#VU16922 Memory corruption in Cisco Email Security Appliance - CVE-2018-15453
Vulnerability identifier: #VU16922
Vulnerability risk: Medium
CVSSv4.0: 6.6 [CVSS:4.0/AV:N/AC:L/AT:N/PR:N/UI:N/VC:N/VI:N/VA:H/SC:N/SI:N/SA:N/E:U/U:Green]
CVE-ID:
CWE-ID:
CWE-119
Exploitation vector: Network
Exploit availability: No
Vulnerable software:
Cisco Email Security Appliance
Server applications /
IDS/IPS systems, Firewalls and proxy servers
Vendor: Cisco Systems, Inc
Description
The vulnerability allows a remote attacker to cause DoS condition.
The vulnerability exists in the Secure/Multipurpose Internet Mail Extensions (S/MIME) Decryption and Verification or S/MIME Public Key Harvesting features due to improper input validation of S/MIME-signed emails. A remote attacker can send a malicious S/MIME-signed email through a targeted device, trigger memory corruption if Decryption and Verification or Public Key Harvesting is configured and cause the filtering process to crash and restart.
Mitigation
The vulnerability has been addressed in the versions 12.0.0-281, 11.1.1-042, 11.1.1-037, 11.0.2-044.

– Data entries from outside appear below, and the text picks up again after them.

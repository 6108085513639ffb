//! Run-directory round trip: tables on disk through the cohort pipeline to
//! written outputs.

use std::fmt::Write as _;
use std::path::Path;

use tempfile::TempDir;

use eci_analysis::pipeline::CohortPipeline;
use eci_analysis::WindowSpec;
use eci_core::config::EciConfig;
use eci_core::errors::{EciErrorCode, StorageError};
use eci_storage::{write_report_json, write_results_csv, RunDirectory, SmokeSample};

const INTERNAL_HEADER: &str =
    "prompt_id,model_name,eci_raw,eci_residualized,early_eci_raw,effective_ranks,window_starts,window_ends\n";

/// 10 control rows and 30 reasoning rows; reasoning prompts divisible by 3
/// have a falling rank trend and a QA failure.
fn write_run(dir: &Path) {
    let mut internal = String::from(INTERNAL_HEADER);
    let mut external = String::from("prompt_id,model_name,qa_failure,reasoning_failures\n");

    for (model, count) in [("base", 10), ("reasoning", 30)] {
        for i in 0..count {
            let failed = model == "reasoning" && i % 3 == 0;
            let slope = if failed { -0.03 } else { 0.0 };
            let ranks: Vec<String> = (0..5)
                .map(|w| {
                    let midpoint = (w * 64 + 64) as f64;
                    let wobble = ((i * 13 + w * 5) % 4) as f64 * 0.01;
                    format!("{:.6}", 20.0 + slope * midpoint + wobble)
                })
                .collect();
            writeln!(
                internal,
                "{model}-{i},{model},0.0,0.0,0.0,\"[{}]\",\"[0, 64, 128, 192, 256]\",\"[128, 192, 256, 320, 384]\"",
                ranks.join(", ")
            )
            .unwrap();
            let failures = if failed { "{'logic': True}" } else { "{}" };
            let qa = if failed { "True" } else { "False" };
            writeln!(external, "{model}-{i},{model},{qa},\"{failures}\"").unwrap();
        }
    }

    std::fs::write(dir.join("metrics_internal.csv"), internal).unwrap();
    std::fs::write(dir.join("metrics_external.csv"), external).unwrap();
    std::fs::write(
        dir.join("manifest.json"),
        r#"{"seed": 7, "window_size": 128, "stride": 64, "control_model": "base",
            "models": [{"name": "base", "completed": true}, {"name": "reasoning", "completed": true}],
            "started_at": "2024-05-01"}"#,
    )
    .unwrap();
}

#[test]
fn test_full_run_writes_outputs() {
    let tmp = TempDir::new().unwrap();
    write_run(tmp.path());

    let run = RunDirectory::open(tmp.path()).unwrap();
    let manifest = run.manifest().unwrap();
    assert_eq!(manifest.seed, Some(7));
    assert_eq!(manifest.window_length, Some(128));

    let mut config = EciConfig::default();
    EciConfig::apply_manifest(&mut config, &manifest);
    config.evaluation.bootstrap_iterations = Some(200);
    assert_eq!(config.estimator.control.model.as_deref(), Some("base"));

    let windows = WindowSpec::from_config(&config.windowing).unwrap();
    let cohort = run.load_cohort(&windows, None).unwrap();
    assert_eq!(cohort.records.len(), 40);
    assert_eq!(cohort.labels.len(), 40);

    let report = CohortPipeline::from_config(&config)
        .unwrap()
        .run(&cohort.records, &cohort.labels)
        .unwrap();
    assert_eq!(report.prediction.roc_auc.seed, 7);
    assert!(report.prediction.roc_auc.point_estimate > 0.95);

    let out = tmp.path().join("out");
    write_results_csv(&out.join("eci_results.csv"), &report.results).unwrap();
    write_report_json(&out.join("report.json"), &report).unwrap();

    let csv = std::fs::read_to_string(out.join("eci_results.csv")).unwrap();
    assert_eq!(csv.lines().count(), 41);
    assert!(csv.starts_with("prompt_id,model_name,control,mode,n_windows"));

    let json: serde_json::Value =
        serde_json::from_str(&std::fs::read_to_string(out.join("report.json")).unwrap()).unwrap();
    assert_eq!(json["n_included"], 40);
    assert_eq!(json["control"]["control_count"], 10);
}

#[test]
fn test_missing_columns_named() {
    let tmp = TempDir::new().unwrap();
    std::fs::write(
        tmp.path().join("metrics_internal.csv"),
        "prompt_id,model_name,eci_raw\np1,m,0.1\n",
    )
    .unwrap();
    std::fs::write(
        tmp.path().join("metrics_external.csv"),
        "prompt_id,model_name,qa_failure\np1,m,True\n",
    )
    .unwrap();

    let err = RunDirectory::open(tmp.path())
        .unwrap()
        .load_cohort(&WindowSpec::default(), None)
        .unwrap_err();
    assert_eq!(err.error_code(), "SCHEMA_VALIDATION");
    let message = err.to_string();
    for column in ["eci_residualized", "early_eci_raw", "effective_ranks"] {
        assert!(message.contains(column), "{message} does not name {column}");
    }
}

#[test]
fn test_missing_files() {
    let tmp = TempDir::new().unwrap();
    let run = RunDirectory::open(tmp.path()).unwrap();
    assert!(matches!(run.manifest(), Err(StorageError::FileNotFound { .. })));
    assert!(matches!(
        run.load_cohort(&WindowSpec::default(), None),
        Err(StorageError::FileNotFound { .. })
    ));
    assert!(RunDirectory::open(tmp.path().join("nope")).is_err());
}

#[test]
fn test_smoke_subsample_is_seeded() {
    let tmp = TempDir::new().unwrap();
    write_run(tmp.path());
    let run = RunDirectory::open(tmp.path()).unwrap();
    let sample = SmokeSample {
        fraction: 0.05,
        min_rows: 12,
        seed: 42,
    };

    let ids = |cohort: eci_storage::JoinedCohort| -> Vec<String> {
        cohort.records.into_iter().map(|r| r.meta.prompt_id).collect()
    };
    let a = ids(run.load_cohort(&WindowSpec::default(), Some(&sample)).unwrap());
    let b = ids(run.load_cohort(&WindowSpec::default(), Some(&sample)).unwrap());
    assert_eq!(a.len(), 12);
    assert_eq!(a, b);
}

Vulnerable software versions
Cisco Email Security Appliance: 11 0 1 401 - 11.1.0 131
External links
https://tools.cisco.com/security/center/content/CiscoSecurityAdvisory/cisco-sa-20190109-esa-dos
Q & A
Can this vulnerability be exploited remotely?
Yes. This vulnerability can be exploited by a remote non-authenticated attacker via the Internet.
Is there known malware, which exploits this vulnerability?
No. We are not aware of malware exploiting this vulnerability.